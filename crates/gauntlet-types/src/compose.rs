use std::fmt;

use serde::{Deserialize, Serialize};

use crate::error::TypeError;
use crate::hash::ContentHash;

/// One declared dependency of a shard: a package name pinned to the content
/// hash of a published shard.
#[derive(Clone, Debug, PartialEq, Eq, Hash, PartialOrd, Ord, Serialize, Deserialize)]
pub struct ComposeEntry {
    pub package: String,
    pub hash: ContentHash,
}

impl ComposeEntry {
    /// Create an entry, validating the package name.
    pub fn new(package: impl Into<String>, hash: ContentHash) -> Result<Self, TypeError> {
        let package = package.into();
        validate_package_name(&package)?;
        Ok(Self { package, hash })
    }

    /// Parse the `<package>:<hash>` shorthand.
    pub fn parse(s: &str) -> Result<Self, TypeError> {
        let (package, hash) = s
            .split_once(':')
            .ok_or_else(|| TypeError::InvalidComposeEntry(s.to_string()))?;
        Self::new(package, ContentHash::from_hex(hash)?)
    }
}

impl fmt::Display for ComposeEntry {
    fn fmt(&self, f: &mut fmt::Formatter<'_>) -> fmt::Result {
        write!(f, "{}:{}", self.package, self.hash)
    }
}

/// Package names are non-empty runs of word characters.
pub fn validate_package_name(name: &str) -> Result<(), TypeError> {
    if name.is_empty() || !name.chars().all(|c| c.is_alphanumeric() || c == '_') {
        return Err(TypeError::InvalidPackageName(name.to_string()));
    }
    Ok(())
}

#[cfg(test)]
mod tests {
    use super::*;

    fn hash(byte: u8) -> ContentHash {
        ContentHash::from_digest([byte; 20])
    }

    #[test]
    fn parse_shorthand() {
        let text = format!("libc:{}", hash(7));
        let entry = ComposeEntry::parse(&text).unwrap();
        assert_eq!(entry.package, "libc");
        assert_eq!(entry.hash, hash(7));
        assert_eq!(entry.to_string(), text);
    }

    #[test]
    fn parse_rejects_missing_separator() {
        assert!(matches!(
            ComposeEntry::parse("libc"),
            Err(TypeError::InvalidComposeEntry(_))
        ));
    }

    #[test]
    fn package_names_are_word_characters() {
        assert!(ComposeEntry::new("core_utils2", hash(1)).is_ok());
        assert!(matches!(
            ComposeEntry::new("core-utils", hash(1)),
            Err(TypeError::InvalidPackageName(_))
        ));
        assert!(ComposeEntry::new("", hash(1)).is_err());
    }
}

- [YOUR ASSIGNMENT]
What lines in the entries above hold "impl"? Copy every one.

- [SOLUTION FOR THIS TASK]
impl ComposeEntry {
    pub fn new(package: impl Into<String>, hash: ContentHash) -> Result<Self, TypeError> {
impl fmt::Display for ComposeEntry {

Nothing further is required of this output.